(La Grande Mademoiselle) (Kate Middleton): le mariage du siècle
Si vous aimez les lettres et la belle lecture, délectez-vous.
1670. Voici ce qu’écrivit Madame de Sévigné à Madame de Coulanges, sa grande amie épistolière de Lyon. Elle annonce le prochain mariage de Monsieur de Lauzun, bellâtre et séducteur volage, avec… devinez qui ? Car ce fut la grande surprise, à l’époque.
Cette lettre est pleine de suspens, et se termine avec un regard critique amusé sur l’événement.
A cette heure où l’on nous les rebat avec les deux tourtereaux de Londres, ce texte démontre qu’il fut un temps où les commérages se disaient en termes plus élégants.
René Dislaire
Je m'en vais vous mander la chose la plus étonnante, la plus surprenante, la plus merveilleuse, la plus miraculeuse, la plus triomphante, la plus étourdissante, la plus inouïe, la plus singulière, la plus extraordinaire, la plus incroyable, la plus imprévue, la plus grande, la plus petite, la plus rare, la plus commune, la plus éclatante, la plus digne d'envie : enfin une chose dont on ne trouve qu'un exemple dans les siècles passés, encore cet exemple n'est-il pas juste ; une chose que l'on ne peut pas croire à Paris (comment la pourrait-on croire à Lyon ?) ; une chose qui fait crier miséricorde à tout le monde ; une chose qui comble de joie Mme de Rohan et Mme d'Hauterive ; une chose enfin qui se fera dimanche, où ceux qui la verront croiront avoir la berlue ; une chose qui se fera dimanche, et qui ne sera peut-être pas faite lundi.
Je ne puis me résoudre à la dire ; devinez-là : je vous la donne en trois.
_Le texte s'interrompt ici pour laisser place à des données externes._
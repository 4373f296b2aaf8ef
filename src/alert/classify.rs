//! Maps a triggered tag set to a named hazard category.
//!
//! Rules are checked in priority order and the first match wins. A rule
//! that asks for "heavy rain" is also satisfied by "extreme rain": a
//! factor's tag counts for its own tier and every tier above it. This is
//! deliberately broader than exact tag matching, under which "extreme rain"
//! or "cyclone pressure" on its own would classify as no hazard.

use crate::alert::thresholds::{HEAT_TAGS, PRECIPITATION_TAGS, PRESSURE_TAGS, WIND_TAGS};
use crate::model::HazardType;

/// Tier index of "heavy rain", "very strong wind" and "very low pressure".
const SEVERE_TIER: usize = 2;

/// True if `hazards` contains the tag for `tier` of this factor or any
/// higher tier.
fn has_tier_or_worse(hazards: &[String], factor_tags: &[&str; 4], tier: usize) -> bool {
    factor_tags[tier..]
        .iter()
        .any(|tag| hazards.iter().any(|h| h == tag))
}

fn has_tag(hazards: &[String], tag: &str) -> bool {
    hazards.iter().any(|h| h == tag)
}

/// Classifies the tags produced by `alert::thresholds::score`.
pub fn classify(hazards: &[String]) -> HazardType {
    let heavy_rain = has_tier_or_worse(hazards, &PRECIPITATION_TAGS, SEVERE_TIER);
    let very_strong_wind = has_tier_or_worse(hazards, &WIND_TAGS, SEVERE_TIER);
    let very_low_pressure = has_tier_or_worse(hazards, &PRESSURE_TAGS, SEVERE_TIER);
    let any_heat = has_tier_or_worse(hazards, &HEAT_TAGS, 0);

    if very_low_pressure && very_strong_wind && heavy_rain {
        HazardType::TropicalCyclone
    } else if very_strong_wind && heavy_rain {
        HazardType::TropicalStorm
    } else if heavy_rain {
        HazardType::FloodRisk
    } else if very_strong_wind {
        HazardType::Windstorm
    } else if any_heat {
        HazardType::Heatwave
    } else if very_low_pressure {
        HazardType::PossibleCyclone
    } else if has_tag(hazards, PRESSURE_TAGS[1]) {
        HazardType::LowPressure
    } else {
        HazardType::None
    }
}

#[cfg(test)]
mod tests {
    use super::*;

    fn tags(list: &[&str]) -> Vec<String> {
        list.iter().map(|s| s.to_string()).collect()
    }

    #[test]
    fn test_empty_tags_classify_as_none() {
        assert_eq!(classify(&[]), HazardType::None);
    }

    #[test]
    fn test_cyclone_needs_all_three() {
        let t = tags(&["heavy rain", "very strong wind", "very low pressure"]);
        assert_eq!(classify(&t), HazardType::TropicalCyclone);

        let t = tags(&["extreme rain", "extreme wind", "cyclone pressure"]);
        assert_eq!(classify(&t), HazardType::TropicalCyclone, "worse tiers also count");
    }

    #[test]
    fn test_storm_outranks_flood_and_windstorm() {
        let t = tags(&["heavy rain", "very strong wind", "low pressure"]);
        assert_eq!(classify(&t), HazardType::TropicalStorm);
    }

    #[test]
    fn test_top_tier_alone_still_classifies() {
        assert_eq!(classify(&tags(&["extreme rain"])), HazardType::FloodRisk);
        assert_eq!(classify(&tags(&["cyclone pressure"])), HazardType::PossibleCyclone);
        assert_eq!(classify(&tags(&["extreme wind"])), HazardType::Windstorm);
    }

    #[test]
    fn test_flood_beats_heat() {
        let t = tags(&["extreme rain", "extreme heat"]);
        assert_eq!(classify(&t), HazardType::FloodRisk);
    }

    #[test]
    fn test_moderate_rain_is_not_flood() {
        let t = tags(&["moderate rain", "strong wind", "rain + wind (possible storm)"]);
        assert_eq!(classify(&t), HazardType::None);
    }

    #[test]
    fn test_windstorm() {
        assert_eq!(classify(&tags(&["extreme wind"])), HazardType::Windstorm);
    }

    #[test]
    fn test_any_heat_tag_is_heatwave() {
        for tag in HEAT_TAGS {
            assert_eq!(classify(&tags(&[tag])), HazardType::Heatwave, "tag {}", tag);
        }
    }

    #[test]
    fn test_pressure_only_classes() {
        assert_eq!(
            classify(&tags(&["cyclone pressure"])),
            HazardType::PossibleCyclone
        );
        assert_eq!(classify(&tags(&["low pressure"])), HazardType::LowPressure);
        assert_eq!(
            classify(&tags(&["moderate low pressure"])),
            HazardType::None
        );
    }
}
fn run_loop(shared: Arc<Shared>, control: Receiver<Control>, interval_hours: u64) {
    let interval = Duration::from_secs(interval_hours.saturating_mul(3600));

    loop {
        match control.try_recv() {
            Ok(Control::Stop) | Err(TryRecvError::Disconnected) => break,
            Err(TryRecvError::Empty) => {}
        }

        let summary = shared.run_cycle(true);
        let wait = if summary.success {
            interval
        } else {
            logging::warn(
                LogSource::Scheduler,
                None,
                &format!("Retrying in {}s", shared.config.cooldown.as_secs()),
            );
            shared.config.cooldown
        };

        shared.set_state(SchedulerState::Sleeping);
        match control.recv_timeout(wait) {
            Ok(Control::Stop) | Err(RecvTimeoutError::Disconnected) => break,
            Err(RecvTimeoutError::Timeout) => {}
        }
    }

    shared.set_state(SchedulerState::Stopped);
}

fn panic_message(payload: &(dyn Any + Send)) -> String {
    if let Some(msg) = payload.downcast_ref::<&str>() {
        msg.to_string()
    } else if let Some(msg) = payload.downcast_ref::<String>() {
        msg.clone()
    } else {
        "unknown panic".to_string()
    }
}
//! Alert delivery seam.
//!
//! The scheduler hands every detected hazard to an `AlertSink`. What
//! happens next (SMS, push, e-mail) belongs to whoever implements the sink;
//! this crate ships a log sink, an in-memory sink for tests and tooling, and
//! a PostgreSQL sink that writes rows into the `notifications` table read
//! by the delivery service.

use chrono::{DateTime, Utc};
use postgres::{Client, NoTls};
use serde::Serialize;
use std::fmt;
use std::sync::Mutex;

use crate::hazards;
use crate::logging::{self, LogSource};
use crate::model::{HazardType, RiskLevel};

// ---------------------------------------------------------------------------
// Alert
// ---------------------------------------------------------------------------

#[derive(Debug, Clone, PartialEq, Serialize)]
pub struct Alert {
    pub title: String,
    pub message: String,
    pub sms: String,
    pub hazard_type: HazardType,
    pub probability: f64,
    pub risk_level: RiskLevel,
    pub forecast_time: DateTime<Utc>,
}

impl Alert {
    /// Builds an alert using the registry wording for `hazard_type`.
    pub fn from_template(
        hazard_type: HazardType,
        probability: f64,
        risk_level: RiskLevel,
        forecast_time: DateTime<Utc>,
    ) -> Alert {
        let template = hazards::template_or_general(hazard_type);
        Alert {
            title: template.title.to_string(),
            message: template.message.to_string(),
            sms: template.sms.to_string(),
            hazard_type,
            probability,
            risk_level,
            forecast_time,
        }
    }
}

#[derive(Debug)]
pub enum SinkError {
    Connection(String),
    Delivery(String),
}

impl fmt::Display for SinkError {
    fn fmt(&self, f: &mut fmt::Formatter<'_>) -> fmt::Result {
        match self {
            SinkError::Connection(msg) => write!(f, "Alert sink connection failed: {}", msg),
            SinkError::Delivery(msg) => write!(f, "Alert delivery failed: {}", msg),
        }
    }
}

impl std::error::Error for SinkError {}

/// Receives hazard alerts. Implementations must be shareable with the
/// scheduler thread.
pub trait AlertSink: Send + Sync {
    fn send(&self, alert: &Alert) -> Result<(), SinkError>;
}

// ---------------------------------------------------------------------------
// Log sink
// ---------------------------------------------------------------------------

/// Writes alerts to the service log only.
pub struct LogAlertSink;

impl AlertSink for LogAlertSink {
    fn send(&self, alert: &Alert) -> Result<(), SinkError> {
        let message = format!(
            "{} ({}, p={:.2}) at {}: {}",
            alert.title,
            alert.risk_level,
            alert.probability,
            alert.forecast_time.format("%Y-%m-%d %H:%M UTC"),
            alert.message
        );
        match alert.risk_level {
            RiskLevel::High | RiskLevel::Critical => {
                logging::warn(LogSource::Alert, Some(alert.hazard_type.as_str()), &message)
            }
            _ => logging::info(LogSource::Alert, Some(alert.hazard_type.as_str()), &message),
        }
        Ok(())
    }
}

// ---------------------------------------------------------------------------
// In-memory sink
// ---------------------------------------------------------------------------

/// Collects alerts in memory.
#[derive(Default)]
pub struct MemoryAlertSink {
    alerts: Mutex<Vec<Alert>>,
}

impl MemoryAlertSink {
    pub fn new() -> Self {
        Self::default()
    }

    /// Snapshot of everything received so far.
    pub fn alerts(&self) -> Vec<Alert> {
        self.alerts
            .lock()
            .map(|a| a.clone())
            .unwrap_or_else(|poisoned| poisoned.into_inner().clone())
    }

    pub fn len(&self) -> usize {
        self.alerts().len()
    }

    pub fn is_empty(&self) -> bool {
        self.len() == 0
    }
}

impl AlertSink for MemoryAlertSink {
    fn send(&self, alert: &Alert) -> Result<(), SinkError> {
        let mut alerts = self
            .alerts
            .lock()
            .map_err(|_| SinkError::Delivery("memory sink lock poisoned".to_string()))?;
        alerts.push(alert.clone());
        Ok(())
    }
}

// ---------------------------------------------------------------------------
// PostgreSQL sink
// ---------------------------------------------------------------------------

/// Records alerts as active rows in the `notifications` table.
///
/// The table is owned by the notification service; the id and timestamp
/// are left to the database so this works whatever their column types.
pub struct PostgresAlertSink {
    client: Mutex<Client>,
    recipients: String,
}

const INSERT_NOTIFICATION: &str = "
    INSERT INTO notifications (id, title, message, type, sent_to, status, date_time)
    VALUES (gen_random_uuid(), $1, $2, 'Alert', $3, 'Active', NOW())
";

impl PostgresAlertSink {
    pub fn connect(database_url: &str, recipients: &str) -> Result<Self, SinkError> {
        let client = Client::connect(database_url, NoTls)
            .map_err(|e| SinkError::Connection(e.to_string()))?;
        Ok(PostgresAlertSink {
            client: Mutex::new(client),
            recipients: recipients.to_string(),
        })
    }
}

impl AlertSink for PostgresAlertSink {
    fn send(&self, alert: &Alert) -> Result<(), SinkError> {
        let mut client = self
            .client
            .lock()
            .map_err(|_| SinkError::Delivery("database client lock poisoned".to_string()))?;

        let message = format!(
            "{} Expected around {}.",
            alert.message,
            alert.forecast_time.format("%Y-%m-%d %H:%M UTC")
        );
        client
            .execute(
                INSERT_NOTIFICATION,
                &[&alert.title, &message, &self.recipients],
            )
            .map_err(|e| SinkError::Delivery(e.to_string()))?;
        Ok(())
    }
}

#[cfg(test)]
mod tests {
    use super::*;
    use chrono::TimeZone;

    fn sample_alert(hazard_type: HazardType) -> Alert {
        Alert::from_template(
            hazard_type,
            0.91,
            RiskLevel::Critical,
            Utc.with_ymd_and_hms(2024, 9, 2, 3, 0, 0).unwrap(),
        )
    }

    #[test]
    fn test_alert_uses_registry_wording() {
        let alert = sample_alert(HazardType::TropicalStorm);
        assert_eq!(alert.title, "Tropical Storm Warning");
        assert!(alert.sms.starts_with("STORM WARNING"));
    }

    #[test]
    fn test_alert_for_none_uses_general_wording() {
        let alert = sample_alert(HazardType::None);
        assert_eq!(alert.title, "Weather Hazard Detected");
    }

    #[test]
    fn test_memory_sink_records_in_order() {
        let sink = MemoryAlertSink::new();
        assert!(sink.is_empty());
        sink.send(&sample_alert(HazardType::FloodRisk)).unwrap();
        sink.send(&sample_alert(HazardType::Heatwave)).unwrap();

        let received = sink.alerts();
        assert_eq!(received.len(), 2);
        assert_eq!(received[0].hazard_type, HazardType::FloodRisk);
        assert_eq!(received[1].hazard_type, HazardType::Heatwave);
    }

    #[test]
    fn test_log_sink_never_fails() {
        assert!(LogAlertSink.send(&sample_alert(HazardType::Windstorm)).is_ok());
    }
}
Jetez-vous votre langue aux chiens ? Eh bien ! Il faut donc vous le dire : M. de Lauzun épouse dimanche, au Louvre, devinez qui ? Je vous le donne en quatre, je vous le donne en dix ; je vous le donne en cent. Madame de Coulanges dit : voilà qui est bien difficile à deviner ; c'est Mme de La Vaillière. Point du tout, madame. C'est donc Mlle de Retz ? Point du tout, vous êtes bien provinciale. Vraiment nous sommes bien bêtes, dites-vous, c'est Mlle Colbert ? Encore moins. C'est assurément Mlle de Créquy ? Vous n'y êtes pas. Il faut donc à la fin vous le dire : il épouse, dimanche, au Louvre, avec la permission du Roi, Mademoiselle, Mademoiselle de... Mademoiselle...
Devinez le nom : Il épouse Mademoiselle, ma foi ! par ma foi ! ma foi jurée ! Mademoiselle, la grande Mademoiselle ; Mademoiselle, fille de feu Monsieur ; Mademoiselle, petite-fille de Henri IV ; mademoiselle d'Eu, mademoiselle de Dombes, mademoiselle de Montpensier, mademoiselle d'Orléans ; Mademoiselle, cousine germaine du Roi ; Mademoiselle, destinée au trône ; Mademoiselle, le seul parti de France qui fût digne de Monsieur.
Voilà un beau sujet de discourir. Si vous criez, si vous êtes hors de vous-même, si vous pensez que nous avons menti, que cela est faux, qu'on se moque de vous, que voilà une belle raillerie, que cela est bien fade à imaginer ; si enfin vous nous dites des injures : nous trouverons que vous avez raison ; nous en avons fait autant que vous.
Marquise de Sévigné
Note historique
Mademoiselle, née Anne Marie Louise d'Orléans, était la cousine germaine de Louis XIV.
Son père, fils d'Henri IV, frère cadet de Louis XIII, était appelé "Monsieur". D'où le nom de "La Grande Mademoiselle".
Sa qualité de fille à marier la plus riche de France, et le rang de son extraction le plus élevé qui soit , firent d'elle une fille à ne pas pouvoir se marier. Elle fut l'objet d'intrigues, de marchandages, de surenchères... Combien de Grands d'Europe ne la convoitèrent-ils pas? Louis XIV fut son prétendant, mais Mazarin s'interposa. Espérant convoler avec le duc de Lauzun, cadet de Gascogne, elle eu la surprise de le voir emprisonner pour dix ans sur le bon plaisir de Louis XIV. S'ils se sont mariés, ce fut secrètement, et on doute même que le mariage eût lieu. Et s'il eut lieu, il ne dura pas longtemps.
Ses contemporains ont consacré de nombreuses pages à sa vie amoureuse, et à celle du duc de Lauzun. Elle-même écrivit ses mémoires.